The Tribunal ordered Djibouti to pay DCT US $385 million plus interest for breach of DCT’s exclusivity by developing container facilities at Doraleh Multipurpose Terminal. Further damages are possible if Djibouti develops the planned Doraleh International Container Terminal (DICT) with any other operator without the consent of DP World.
China Merchants also operates a US $3.5 billion free trade zone it developed pursuant to an agreement with Djibouti. This is alleged to be in contravention of DP World’s exclusive right to develop and operate such a free zone under its own concession, and is the subject of other litigation proceedings.
The Tribunal also ordered Djibouti to pay DCT US $148 million for historic non-payment of royalties for container traffic not transferred to DCT once it became operational. Djibouti was also ordered to pay DCT’s legal costs.

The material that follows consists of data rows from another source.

impl LightweightCli {
    /// Creates a new CLI parser.
    pub fn new(name: impl Into<String>) -> Self {
        Self {
            name: name.into(),
            version: String::new(),
            author: String::new(),
            about: String::new(),
            args: Vec::new(),
        }
    }
    
    /// Sets the version.
    pub fn version(mut self, version: impl Into<String>) -> Self {
        self.version = version.into();
        self
    }
    
    /// Sets the author.
    pub fn author(mut self, author: impl Into<String>) -> Self {
        self.author = author.into();
        self
    }
    
    /// Sets the about text.
    pub fn about(mut self, about: impl Into<String>) -> Self {
        self.about = about.into();
        self
    }
    
    /// Adds an argument.
    pub fn arg(mut self, arg: ArgDef) -> Self {
        self.args.push(arg);
        self
    }
    
    /// Parses command-line arguments.
    pub fn parse<I, T>(&self, args: I) -> Result<ParsedArgs, CliError>
    where
        I: IntoIterator<Item = T>,
        T: AsRef<str>,
    {
        let args: Vec<String> = args.into_iter().map(|s| s.as_ref().to_string()).collect();
        self.parse_from_vec(args)
    }
    
    /// Parses from environment arguments (skipping program name).
    pub fn parse_env(&self) -> Result<ParsedArgs, CliError> {
        let args: Vec<String> = std::env::args().skip(1).collect();
        self.parse_from_vec(args)
    }
    
    /// Internal parsing implementation.
    fn parse_from_vec(&self, args: Vec<String>) -> Result<ParsedArgs, CliError> {
        let mut parsed = ParsedArgs {
            flags: HashMap::new(),
            values: HashMap::new(),
            multi_values: HashMap::new(),
            positional: Vec::new(),
        };
        
        let mut i = 0;
        let mut positional_index = 0;
        
        while i < args.len() {
            let arg = &args[i];
            
            // Check for help/version first
            if arg == "--help" || arg == "-h" {
                return Err(CliError::HelpRequested);
            }
            if arg == "--version" || arg == "-V" {
                return Err(CliError::VersionRequested);
            }
            
            if let Some(name) = arg.strip_prefix("--") {
                // Long flag
                if let Some(arg_def) = self.find_arg_by_long(name) {
                    match arg_def.arg_type {
                        ArgType::Flag => {
                            parsed.flags.insert(arg_def.name.clone(), true);
                        }
                        ArgType::Value => {
                            i += 1;
                            if i >= args.len() {
                                return Err(CliError::MissingValue(arg_def.name.clone()));
                            }
                            let value = &args[i];
                            self.validate_value(arg_def, value)?;
                            parsed.values.insert(arg_def.name.clone(), value.clone());
                        }
                        ArgType::MultiValue => {
                            i += 1;
                            if i >= args.len() {
                                return Err(CliError::MissingValue(arg_def.name.clone()));
                            }
                            let value = &args[i];
                            self.validate_value(arg_def, value)?;
                            parsed.multi_values
                                .entry(arg_def.name.clone())
                                .or_default()
                                .push(value.clone());
                        }
                    }
                } else {
                    return Err(CliError::UnknownArg(arg.clone()));
                }
            } else if arg.starts_with('-') && arg.len() == 2 {
                // Short flag
                let flag = arg.chars().nth(1).unwrap();
                if let Some(arg_def) = self.find_arg_by_short(flag) {
                    match arg_def.arg_type {
                        ArgType::Flag => {
                            parsed.flags.insert(arg_def.name.clone(), true);
                        }
                        ArgType::Value => {
                            i += 1;
                            if i >= args.len() {
                                return Err(CliError::MissingValue(arg_def.name.clone()));
                            }
                            let value = &args[i];
                            self.validate_value(arg_def, value)?;
                            parsed.values.insert(arg_def.name.clone(), value.clone());
                        }
                        ArgType::MultiValue => {
                            i += 1;
                            if i >= args.len() {
                                return Err(CliError::MissingValue(arg_def.name.clone()));
                            }
                            let value = &args[i];
                            self.validate_value(arg_def, value)?;
                            parsed.multi_values
                                .entry(arg_def.name.clone())
                                .or_default()
                                .push(value.clone());
                        }
                    }
                } else {
                    return Err(CliError::UnknownArg(arg.clone()));
                }
            } else {
                // Positional argument
                if let Some(arg_def) = self.find_positional_arg(positional_index) {
                    self.validate_value(arg_def, arg)?;
                    parsed.values.insert(arg_def.name.clone(), arg.clone());
                }
                parsed.positional.push(arg.clone());
                positional_index += 1;
            }
            
            i += 1;
        }
        
        Ok(parsed)
    }
    
    /// Finds argument definition by long flag.
    fn find_arg_by_long(&self, long: &str) -> Option<&ArgDef> {
        self.args.iter().find(|arg| {
            arg.long.as_ref().is_some_and(|l| l == long)
        })
    }
    
    /// Finds argument definition by short flag.
    fn find_arg_by_short(&self, short: char) -> Option<&ArgDef> {
        self.args.iter().find(|arg| {
            arg.short == Some(short)
        })
    }
    
    /// Finds positional argument by index.
    fn find_positional_arg(&self, index: usize) -> Option<&ArgDef> {
        self.args.iter().find(|arg| {
            arg.positional && (arg.index == Some(index))
        })
    }
    
    /// Validates argument value.
    fn validate_value(&self, arg_def: &ArgDef, value: &str) -> Result<(), CliError> {
        if let Some(allowed) = &arg_def.allowed_values {
            if !allowed.contains(&value.to_string()) {
                return Err(CliError::InvalidValue {
                    arg: arg_def.name.clone(),
                    value: value.to_string(),
                    allowed: allowed.clone(),
                });
            }
        }
        Ok(())
    }
    
    /// Generates help text.
    pub fn generate_help(&self) -> String {
        let mut help = String::new();
        
        // Header
        help.push_str(&format!("{} {}\n", self.name, self.version));
        if !self.author.is_empty() {
            help.push_str(&format!("{}\n", self.author));
        }
        if !self.about.is_empty() {
            help.push_str(&format!("{}\n", self.about));
        }
        help.push('\n');
        
        // Usage
        help.push_str("USAGE:\n");
        help.push_str(&format!("    {} [OPTIONS]", self.name));
        
        // Add positional args to usage
        for arg in &self.args {
            if arg.positional {
                if let Some(value_name) = &arg.value_name {
                    help.push_str(&format!(" <{value_name}>"));
                } else {
                    help.push_str(&format!(" <{}>", arg.name.to_uppercase()));
                }
            }
        }
        help.push_str("\n\n");
        
        // Arguments
        if self.args.iter().any(|arg| arg.positional) {
            help.push_str("ARGS:\n");
            for arg in &self.args {
                if arg.positional {
                    let uppercase_name = arg.name.to_uppercase();
                    let value_name = arg.value_name.as_deref()
                        .unwrap_or(&uppercase_name);
                    help.push_str(&format!("    <{}>    {}\n", value_name, arg.help));
                }
            }
            help.push('\n');
        }
        
        // Options
        help.push_str("OPTIONS:\n");
        for arg in &self.args {
            if !arg.positional {
                let mut line = "    ".to_string();
                
                if let Some(short) = arg.short {
                    line.push_str(&format!("-{short}"));
                    if arg.long.is_some() {
                        line.push_str(", ");
                    }
                }
                
                if let Some(long) = &arg.long {
                    line.push_str(&format!("--{long}"));
                }
                
                if arg.arg_type == ArgType::Value {
                    let uppercase_name = arg.name.to_uppercase();
                    let value_name = arg.value_name.as_deref()
                        .unwrap_or(&uppercase_name);
                    line.push_str(&format!(" <{value_name}>"));
                }
                
                // Pad to align help text
                while line.len() < 24 {
                    line.push(' ');
                }
                line.push_str(&arg.help);
                
                if let Some(allowed) = &arg.allowed_values {
                    line.push_str(&format!(" [possible values: {}]", allowed.join(", ")));
                }
                
                help.push_str(&line);
                help.push('\n');
            }
        }
        
        // Built-in options
        help.push_str("    -h, --help       Print help information\n");
        help.push_str("    -V, --version    Print version information\n");
        
        help
    }
    
    /// Generates version text.
    pub fn generate_version(&self) -> String {
        format!("{} {}", self.name, self.version)
    }
    
    /// Prints help text to stdout.
    pub fn print_help(&self) {
        println!("{}", self.generate_help());
    }
    
    /// Prints version text to stdout.
    pub fn print_version(&self) {
        println!("{}", self.generate_version());
    }
}
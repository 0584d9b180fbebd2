//! The `exprscript` command-line front end.
//!
//! ```text
//! exprscript <file>                 run a program from a file
//! exprscript -e/--eval <source>     run a program passed inline
//! exprscript -r/--repl              start an interactive session
//! exprscript --json-output ...      report the result as JSON instead of
//!                                    ExprScript's own display form
//! ```

pub mod lightweight_parser;

#[cfg(feature = "repl")]
pub mod repl;

use crate::evaluator::OutputPayload;
use crate::numeric::Rational;
use crate::runtime::{self, RunOutcome};
use crate::value::Value;
use crate::EvalConfig;
use lightweight_parser::{ArgDef, CliError, LightweightCli};
use serde::Serialize;
use std::fs;
use std::process::ExitCode;

fn cli_spec() -> LightweightCli {
    LightweightCli::new("exprscript")
        .version(crate::VERSION)
        .about("An interpreter for ExprScript")
        .arg(ArgDef::new("eval").short('e').long("eval").takes_value().value_name("SOURCE").help("Evaluate SOURCE directly instead of reading a file"))
        .arg(ArgDef::new("repl").short('r').long("repl").help("Start an interactive read-eval-print loop"))
        .arg(ArgDef::new("json-output").long("json-output").help("Report the result and output buffer as JSON"))
        .arg(ArgDef::new("file").index(0).value_name("FILE").help("A source file to run"))
}

/// Runs the CLI against `args` (excluding the program name), writing to
/// stdout/stderr and returning the process exit code.
pub fn run<I, T>(args: I) -> ExitCode
where
    I: IntoIterator<Item = T>,
    T: AsRef<str>,
{
    let cli = cli_spec();
    let parsed = match cli.parse(args) {
        Ok(parsed) => parsed,
        Err(CliError::HelpRequested) => {
            cli.print_help();
            return ExitCode::SUCCESS;
        }
        Err(CliError::VersionRequested) => {
            cli.print_version();
            return ExitCode::SUCCESS;
        }
        Err(err) => {
            eprintln!("{err}");
            return ExitCode::FAILURE;
        }
    };

    let json_output = parsed.get_flag("json-output");

    if parsed.get_flag("repl") {
        #[cfg(feature = "repl")]
        {
            return match repl::run() {
                Ok(()) => ExitCode::SUCCESS,
                Err(err) => {
                    eprintln!("{err}");
                    ExitCode::FAILURE
                }
            };
        }
        #[cfg(not(feature = "repl"))]
        {
            eprintln!("this build was compiled without the 'repl' feature");
            return ExitCode::FAILURE;
        }
    }

    let source = if let Some(inline) = parsed.get_one::<String>("eval") {
        inline.to_string()
    } else if let Some(path) = parsed.get_positional(0) {
        match fs::read_to_string(path) {
            Ok(contents) => contents,
            Err(err) => {
                eprintln!("couldn't read {path}: {err}");
                return ExitCode::FAILURE;
            }
        }
    } else {
        cli.print_help();
        return ExitCode::FAILURE;
    };

    match runtime::run_source(&source, EvalConfig::default()) {
        Ok(outcome) => {
            report(&outcome, json_output);
            ExitCode::SUCCESS
        }
        Err(err) => {
            eprintln!("{err}");
            ExitCode::FAILURE
        }
    }
}

#[derive(Serialize)]
struct JsonOutputEntry {
    channel: String,
    payload: JsonPayload,
}

#[derive(Serialize)]
#[serde(tag = "type", content = "value")]
enum JsonPayload {
    Number(String),
    String(String),
}

#[derive(Serialize)]
struct JsonReport {
    result: String,
    output: Vec<JsonOutputEntry>,
}

fn report(outcome: &RunOutcome, json_output: bool) {
    if json_output {
        let report = JsonReport {
            result: outcome.result.to_string(),
            output: outcome
                .output_buffer
                .iter()
                .map(|(channel, payload)| JsonOutputEntry {
                    channel: channel.to_string(),
                    payload: match payload {
                        OutputPayload::Number(n) => JsonPayload::Number(n.to_string()),
                        OutputPayload::String(s) => JsonPayload::String(s.clone()),
                    },
                })
                .collect(),
        };
        match serde_json::to_string_pretty(&report) {
            Ok(text) => println!("{text}"),
            Err(err) => eprintln!("failed to serialize result: {err}"),
        }
        return;
    }

    for (channel, payload) in &outcome.output_buffer {
        display_send(*channel, payload);
    }
    println!("{}", outcome.result);
}

fn display_send(channel: Rational, payload: &OutputPayload) {
    match payload {
        OutputPayload::Number(n) => println!("[{channel}] {n}"),
        OutputPayload::String(s) => println!("[{channel}] {s}"),
    }
}

/// Formats a value exactly the way the CLI's non-JSON report does, for
/// callers embedding the interpreter without going through `run`.
pub fn display_result(value: &Value) -> String {
    value.to_string()
}

#[cfg(test)]
mod tests {
    use super::*;

    #[test]
    fn reports_a_plain_result() {
        let outcome = runtime::run_source("(.+ 1 2)", EvalConfig::default()).unwrap();
        assert_eq!(display_result(&outcome.result), "3");
    }
}
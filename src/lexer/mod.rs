//! Tokenizes ExprScript source text.
//!
//! The accepted character set is ASCII letters, digits, whitespace, and the
//! punctuation `` `~!@#$%^&*()-_=+[{]}\|;:'",<.>/? ``, matching the
//! language contract. Number literals: optional sign, then `0` or
//! `[1-9][0-9]*`, optionally followed by `/[1-9][0-9]*` or `.` plus a
//! digit run ending in a nonzero digit. String literals are `"…"` with
//! `\\`, `\"`, `\t`, `\n` escapes.

use crate::diagnostics::{Error, Result, SourceLocation};
use crate::numeric::Rational;

/// A lexical token paired with the source location it starts at.
#[derive(Debug, Clone, PartialEq)]
pub struct Token {
    /// The token's kind and payload.
    pub kind: TokenKind,
    /// Where it begins in the source text.
    pub span: SourceLocation,
}

/// The kinds of token the lexer produces.
#[derive(Debug, Clone, PartialEq)]
pub enum TokenKind {
    /// `(`
    LParen,
    /// `)`
    RParen,
    /// `{`
    LBrace,
    /// `}`
    RBrace,
    /// `=`
    Equals,
    /// An already-normalised number literal.
    Number(Rational),
    /// A string literal with escapes decoded.
    String(String),
    /// An intrinsic name, e.g. `.+`, `.call/cc`.
    Intrinsic(String),
    /// A bare identifier: a keyword, or a lexical/dynamic variable name.
    Ident(String),
    /// End of input.
    Eof,
}

struct Lexer<'a> {
    chars: Vec<char>,
    pos: usize,
    line: i64,
    column: i64,
    _source: &'a str,
}

const PUNCTUATION: &str = "`~!@#$%^&*()-_=+[{]}\\|;:'\",<.>/?";

fn is_source_char(c: char) -> bool {
    c.is_ascii_alphanumeric() || c.is_whitespace() || PUNCTUATION.contains(c)
}

impl<'a> Lexer<'a> {
    fn new(source: &'a str) -> Self {
        Self {
            chars: source.chars().collect(),
            pos: 0,
            line: 1,
            column: 1,
            _source: source,
        }
    }

    fn here(&self) -> SourceLocation {
        SourceLocation::new(self.line, self.column)
    }

    fn peek(&self) -> Option<char> {
        self.chars.get(self.pos).copied()
    }

    fn peek_at(&self, offset: usize) -> Option<char> {
        self.chars.get(self.pos + offset).copied()
    }

    fn advance(&mut self) -> Option<char> {
        let c = self.peek()?;
        self.pos += 1;
        if c == '\n' {
            self.line += 1;
            self.column = 1;
        } else {
            self.column += 1;
        }
        Some(c)
    }

    fn skip_whitespace(&mut self) {
        while matches!(self.peek(), Some(c) if c.is_whitespace()) {
            self.advance();
        }
    }

    fn tokenize(&mut self) -> Result<Vec<Token>> {
        let mut tokens = Vec::new();
        loop {
            self.skip_whitespace();
            let Some(c) = self.peek() else {
                tokens.push(Token {
                    kind: TokenKind::Eof,
                    span: self.here(),
                });
                break;
            };
            if !is_source_char(c) {
                return Err(Error::lexer(self.here(), format!("unsupported character {c:?}")));
            }
            let start = self.here();
            let kind = match c {
                '(' => {
                    self.advance();
                    TokenKind::LParen
                }
                ')' => {
                    self.advance();
                    TokenKind::RParen
                }
                '{' => {
                    self.advance();
                    TokenKind::LBrace
                }
                '}' => {
                    self.advance();
                    TokenKind::RBrace
                }
                '=' => {
                    self.advance();
                    TokenKind::Equals
                }
                '"' => self.lex_string(start)?,
                '.' => self.lex_intrinsic(start)?,
                c if c == '+' || c == '-' || c.is_ascii_digit() => {
                    if (c == '+' || c == '-') && !matches!(self.peek_at(1), Some(d) if d.is_ascii_digit()) {
                        return Err(Error::lexer(start, format!("unexpected character {c:?}")));
                    }
                    self.lex_number(start)?
                }
                c if c.is_ascii_alphabetic() || c == '_' => self.lex_ident(start),
                other => return Err(Error::lexer(start, format!("unsupported character {other:?}"))),
            };
            tokens.push(Token { kind, span: start });
        }
        Ok(tokens)
    }

    fn lex_string(&mut self, start: SourceLocation) -> Result<TokenKind> {
        self.advance(); // opening quote
        let mut s = String::new();
        loop {
            match self.advance() {
                None => return Err(Error::lexer(start, "unterminated string literal")),
                Some('"') => break,
                Some('\\') => match self.advance() {
                    Some('\\') => s.push('\\'),
                    Some('"') => s.push('"'),
                    Some('t') => s.push('\t'),
                    Some('n') => s.push('\n'),
                    Some(other) => {
                        return Err(Error::lexer(start, format!("invalid escape \\{other}")))
                    }
                    None => return Err(Error::lexer(start, "unterminated string literal")),
                },
                Some(c) => s.push(c),
            }
        }
        Ok(TokenKind::String(s))
    }

    fn lex_intrinsic(&mut self, start: SourceLocation) -> Result<TokenKind> {
        let mut name = String::new();
        name.push(self.advance().unwrap()); // '.'
        while matches!(self.peek(), Some(c) if !c.is_whitespace() && c != '(' && c != ')' && c != '{' && c != '}') {
            name.push(self.advance().unwrap());
        }
        if name.len() < 2 {
            return Err(Error::lexer(start, "'.' with no intrinsic name"));
        }
        Ok(TokenKind::Intrinsic(name))
    }

    fn lex_number(&mut self, start: SourceLocation) -> Result<TokenKind> {
        let mut text = String::new();
        if matches!(self.peek(), Some('+') | Some('-')) {
            text.push(self.advance().unwrap());
        }
        self.lex_digit_run(&mut text, start)?;
        if self.peek() == Some('/') {
            text.push(self.advance().unwrap());
            self.lex_digit_run(&mut text, start)?;
        } else if self.peek() == Some('.') && matches!(self.peek_at(1), Some(d) if d.is_ascii_digit()) {
            text.push(self.advance().unwrap());
            let mut frac = String::new();
            while matches!(self.peek(), Some(d) if d.is_ascii_digit()) {
                frac.push(self.advance().unwrap());
            }
            if !frac.ends_with(|c: char| c != '0') {
                return Err(Error::lexer(start, "decimal literal must not end in a trailing zero"));
            }
            text.push_str(&frac);
        }
        parse_literal(&text).ok_or_else(|| Error::lexer(start, format!("malformed number literal {text:?}")))
            .map(TokenKind::Number)
    }

    fn lex_digit_run(&mut self, text: &mut String, start: SourceLocation) -> Result<()> {
        let first = self.peek();
        match first {
            Some('0') => {
                text.push(self.advance().unwrap());
                if matches!(self.peek(), Some(d) if d.is_ascii_digit()) {
                    return Err(Error::lexer(start, "a digit run cannot have a leading zero"));
                }
            }
            Some(d) if d.is_ascii_digit() => {
                while matches!(self.peek(), Some(d) if d.is_ascii_digit()) {
                    text.push(self.advance().unwrap());
                }
            }
            _ => return Err(Error::lexer(start, "expected a digit")),
        }
        Ok(())
    }

    fn lex_ident(&mut self, start: SourceLocation) -> TokenKind {
        let mut name = String::new();
        while matches!(self.peek(), Some(c) if c.is_ascii_alphanumeric() || c == '_') {
            name.push(self.advance().unwrap());
        }
        let _ = start;
        TokenKind::Ident(name)
    }
}

fn parse_literal(text: &str) -> Option<Rational> {
    let (sign, rest) = match text.strip_prefix('-') {
        Some(rest) => (-1i64, rest),
        None => (1i64, text.strip_prefix('+').unwrap_or(text)),
    };
    if let Some((n, d)) = rest.split_once('/') {
        return Some(Rational::new(sign * n.parse().ok()?, d.parse().ok()?));
    }
    if let Some((int_part, frac_part)) = rest.split_once('.') {
        let scale = 10i64.checked_pow(frac_part.len() as u32)?;
        let n: i64 = int_part.parse().ok()?;
        let frac: i64 = frac_part.parse().ok()?;
        return Some(Rational::new(sign * (n * scale + frac), scale));
    }
    Some(Rational::new(sign * rest.parse::<i64>().ok()?, 1))
}

/// Tokenizes a complete source string.
pub fn tokenize(source: &str) -> Result<Vec<Token>> {
    Lexer::new(source).tokenize()
}

#[cfg(test)]
mod tests {
    use super::*;

    #[test]
    fn tokenizes_a_call_expression() {
        let tokens = tokenize("(.+ 1 2)").unwrap();
        assert!(matches!(tokens[0].kind, TokenKind::LParen));
        assert!(matches!(&tokens[1].kind, TokenKind::Intrinsic(s) if s == ".+"));
        assert!(matches!(tokens[2].kind, TokenKind::Number(_)));
    }

    #[test]
    fn tokenizes_string_escapes() {
        let tokens = tokenize("\"a\\nb\"").unwrap();
        assert!(matches!(&tokens[0].kind, TokenKind::String(s) if s == "a\nb"));
    }

    #[test]
    fn rejects_a_leading_zero_integer() {
        assert!(tokenize("007").is_err());
    }

    #[test]
    fn parses_a_fraction_literal() {
        let tokens = tokenize("1/6").unwrap();
        assert!(matches!(tokens[0].kind, TokenKind::Number(n) if n == Rational::new(1, 6)));
    }
}
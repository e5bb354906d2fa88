//! Relation tuples

use crate::basic::BasicType;
use std::fmt;
use std::ops::Range;

/// An ordered product of one or more basic types
#[derive(Debug, Clone, PartialEq, Eq, PartialOrd, Ord, Hash)]
pub struct Rel {
    columns: Vec<BasicType>,
}

impl Rel {
    pub fn new(columns: Vec<BasicType>) -> Self {
        assert!(!columns.is_empty(), "a relation tuple needs at least one column");
        Self { columns }
    }

    pub fn unary(column: BasicType) -> Self {
        Self { columns: vec![column] }
    }

    pub fn arity(&self) -> usize {
        self.columns.len()
    }

    pub fn columns(&self) -> &[BasicType] {
        &self.columns
    }

    pub fn first(&self) -> &BasicType {
        &self.columns[0]
    }

    pub fn last(&self) -> &BasicType {
        &self.columns[self.columns.len() - 1]
    }

    /// Statically empty: some column is `none`
    pub fn is_empty(&self) -> bool {
        self.columns.iter().any(BasicType::is_none)
    }

    /// Sub-tuple over a column range
    pub fn slice(&self, range: Range<usize>) -> Rel {
        Rel::new(self.columns[range].to_vec())
    }

    pub fn product(&self, other: &Rel) -> Rel {
        let mut columns = self.columns.clone();
        columns.extend_from_slice(&other.columns);
        Rel { columns }
    }

    /// Component-wise intersection, if the arities agree
    pub fn intersect(&self, other: &Rel) -> Option<Rel> {
        if self.arity() != other.arity() {
            return None;
        }
        let columns = self
            .columns
            .iter()
            .zip(&other.columns)
            .map(|(a, b)| a.intersect(b))
            .collect();
        Some(Rel { columns })
    }

    /// Relational join, dropping the shared boundary column.
    ///
    /// Defined only when the arities sum to at least 3 and the boundary
    /// columns intersect.
    pub fn join(&self, other: &Rel) -> Option<Rel> {
        if self.arity() + other.arity() < 3 || !self.last().intersects(other.first()) {
            return None;
        }
        let mut columns = self.columns[..self.arity() - 1].to_vec();
        columns.extend_from_slice(&other.columns[1..]);
        Some(Rel { columns })
    }

    pub fn transpose(&self) -> Option<Rel> {
        match self.columns.as_slice() {
            [a, b] => Some(Rel { columns: vec![b.clone(), a.clone()] }),
            _ => None,
        }
    }

    /// Replace column `index` with its intersection against `column`
    pub fn column_restrict(&self, column: &BasicType, index: usize) -> Rel {
        let mut columns = self.columns.clone();
        columns[index] = columns[index].intersect(column);
        Rel { columns }
    }

    /// Same arity and every column lies below the matching column of `other`
    pub fn is_subset_of(&self, other: &Rel) -> bool {
        self.arity() == other.arity()
            && self.columns.iter().zip(&other.columns).all(|(a, b)| a.is_subtype_of(b))
    }
}

impl fmt::Display for Rel {
    fn fmt(&self, f: &mut fmt::Formatter<'_>) -> fmt::Result {
        for (i, column) in self.columns.iter().enumerate() {
            if i > 0 {
                f.write_str("->")?;
            }
            write!(f, "{}", column)?;
        }
        Ok(())
    }
}

#[cfg(test)]
mod tests {
    use super::*;

    fn sigs() -> (BasicType, BasicType, BasicType) {
        let a = BasicType::new(10, "A", &BasicType::univ());
        let b = BasicType::new(11, "B", &BasicType::univ());
        let a1 = BasicType::new(12, "A1", &a);
        (a, b, a1)
    }

    #[test]
    fn test_join_drops_shared_column() {
        let (a, b, a1) = sigs();
        let left = Rel::new(vec![b.clone(), a1]);
        let right = Rel::new(vec![a, b.clone(), b.clone()]);
        let joined = left.join(&right).unwrap();
        assert_eq!(joined.arity(), 3);
        assert_eq!(joined.to_string(), "B->B->B");
    }

    #[test]
    fn test_join_needs_overlap_and_arity() {
        let (a, b, _) = sigs();
        assert!(Rel::unary(a.clone()).join(&Rel::unary(a.clone())).is_none());
        let ab = Rel::new(vec![a.clone(), b.clone()]);
        assert!(ab.join(&ab).is_none());
        let ba = Rel::new(vec![b, a]);
        assert!(ab.join(&ba).is_some());
    }

    #[test]
    fn test_emptiness_follows_columns() {
        let (a, b, _) = sigs();
        let r = Rel::new(vec![a.clone(), b.clone()]);
        assert!(!r.is_empty());
        let restricted = r.column_restrict(&a, 1);
        assert!(restricted.is_empty());
        assert!(Rel::unary(BasicType::none()).is_empty());
    }

    #[test]
    fn test_subset_is_columnwise() {
        let (a, b, a1) = sigs();
        let narrow = Rel::new(vec![a1, b.clone()]);
        let wide = Rel::new(vec![a.clone(), b.clone()]);
        assert!(narrow.is_subset_of(&wide));
        assert!(!wide.is_subset_of(&narrow));
        assert!(!Rel::unary(a).is_subset_of(&wide));
    }
}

The Tribunal’s Award recognises that the 2006 Concession Agreement remains valid and binding, as has also been confirmed by another LCIA arbitration tribunal and the London courts. This is the fifth substantial ruling in DCT and DP World’s favour on disputes relating to the Doraleh terminal. DCT and DP World continue to seek to uphold their legal rights in a number of legal fora, following Djibouti’s efforts to expel DP World from Djibouti and transfer the port operation to Chinese interests.